Sinalizamos nesse escrito algumas possibilidades de antecipação ao entabulamento de interesses econômicos em meio à crescente contaminação em Marabá, a defesa de um amplo diálogo com os diversos sujeitos sociais da região e o posicionamento do poder público ante a pressão da COVID-19, que em termos antropológicos se desenha perigosamente como pânico social etiquetado de ressentimento e polarização política.
O esmero do Comitê de Enfrentamento ao Coronavírus, não pode vendar nossos olhos à necessidade do estabelecimento de frentes de diálogo com movimentos da sociedade civil organizada. A necessária presença do setor empresarial neste Comitê deveria ser compartilhada com representantes dessa ampla sociedade, pois ainda que a composição deste seja de autonomia do poder municipal, existe uma flagrante ausência de voz da diversidade social.
Um exemplo desse imbróglio é a relação entre as medidas do Comitê e o aumento de casos a partir dos acontecimentos escalonados nas últimas semanas: no dia 18 de maio, quando tínhamos em Marabá 326 casos, a Procuradoria-Geral do Estado comunicou que a prefeitura de Marabá solicitara a retirada da lista de cidades que deveriam instaurar o lockdown, o fato ocorreu no mesmo dia em que alguns funcionários e comerciantes, em manifestação, solicitaram ao gestor municipal a “reabertura do comércio”.
Na sequência, dia 25 de maio, quando o Boletim Epidemiológico sinalizou para 664 casos, as autoridades municipais decidiram flexibilizar as atividades comerciais, olvidando o estarrecedor aumento de 100% no número de contaminados em apenas 07 dias!
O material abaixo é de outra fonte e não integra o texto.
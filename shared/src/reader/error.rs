use netrep_serde::SerdeErr;
use thiserror::Error;

use crate::{
    bridge::BridgeError, handle::NetHandle, registry::RegistryError, types::ProtocolId,
    writer::BaselineIndex,
};

/// Errors raised while reading replication data
#[derive(Debug, Clone, PartialEq, Eq, Error)]
pub enum ReaderError {
    /// The bit stream is malformed or truncated
    #[error(transparent)]
    BitStream(#[from] SerdeErr),

    /// A packet claims more batches than any sender would write
    #[error("Packet announces {count} batches, more than the {max} allowed")]
    BatchCountTooLarge { count: u16, max: u16 },

    /// A huge-object fragment arrived out of sequence
    #[error("Huge-object fragment {index} of {count} received, expected fragment {expected}")]
    HugeObjectFragmentMismatch { index: u64, count: u64, expected: u64 },

    /// A reassembled huge object exceeds the configured buffer
    #[error("Reassembled huge object would need {bits} bits, more than the {max_bits} allowed")]
    HugeObjectTooLarge { bits: u64, max_bits: u32 },

    /// An initial state names a protocol this peer does not know
    #[error("Object {handle} uses unknown protocol {protocol_id}")]
    UnknownProtocol { handle: NetHandle, protocol_id: ProtocolId },

    /// Data arrived for an object that was never created here
    #[error("Received data for unknown object {handle}")]
    UnknownObject { handle: NetHandle },

    /// A delta names a baseline this peer does not hold
    #[error("Object {handle} has no baseline {baseline}")]
    MissingBaseline { handle: NetHandle, baseline: BaselineIndex },

    /// The bridge refused to create a local instance
    #[error(transparent)]
    Bridge(#[from] BridgeError),

    /// The remote object mirror rejected an operation
    #[error(transparent)]
    Registry(#[from] RegistryError),
}

impl ReaderError {
    /// Whether the rest of the packet can no longer be trusted. Other errors
    /// only break the object they occurred on.
    pub fn is_fatal(&self) -> bool {
        matches!(
            self,
            ReaderError::BitStream(_)
                | ReaderError::BatchCountTooLarge { .. }
                | ReaderError::HugeObjectFragmentMismatch { .. }
                | ReaderError::HugeObjectTooLarge { .. }
        )
    }
}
Hoje, 5 de junho de 2020, amanhecemos assombrados com a contaminação de 1.374 cidadãos, o que significa que em 18 dias, desde a não adesão de Marabá ao lockdown, sem falar na estratosférica subnotificação, tivemos um acréscimo de 1.048 almas contaminadas e 104 óbitos!
Tendo como referência o número de casos e as medidas de isolamento, os gráficos abaixo expressam que em Marabá o aumento de contaminados é diretamente proporcional ao enfraquecimento das políticas de isolamento social. A partir da mesma semana em que Marabá se retirou do lockdown o número de casos confirmados dobrou, considerando os dados da SESPA.
 

Ao contrário de que se pensa, longe de propagar o pânico, pensamos que é nosso dever sinalizar que medidas restritivas que se alternam entre o lockdown e o respeito à capacidade de manutenção econômica pode ser a oportunidade para nos desviarmos desse prognóstico. Para esse fim, sublinhamos que medidas autocráticas ou tomadas isoladamente apenas fragilizam a legitimidade política e dificultam o entendimento sobre a alarmante necessidade do isolamento social, em suas distintas variações.
É fundamental esclarecer que embora muitos não tenham outra escolha que não se expor à COVID-19, há ainda uma grande parcela que está mais interessada no que vai deixar de lucrar do que necessariamente no valor da vida, é importante então definir que não se trata da “vida” como algo genérico, a vida na impessoalidade, e sim a reivindicação de uma ética que seja capaz de colocar a pergunta “quanto vale a Minha vida?” em simetria com o seu complemento: “quanto vale a vida do Outro?”. 
Almejamos que as decisões de nossos representantes políticos estejam pautadas, não na mórbida expectativa contábil do colapso no sistema de saúde, nem tão pouco na ênfase desnecessária entre o tamanho da fonte da palavra “altas” em detrimento do tamanho da fonte para “óbitos” no circulado Boletim Epidemiológico em Marabá e sim na assertiva ética de que cada leito vazio significa o infinito valor de nossas vidas.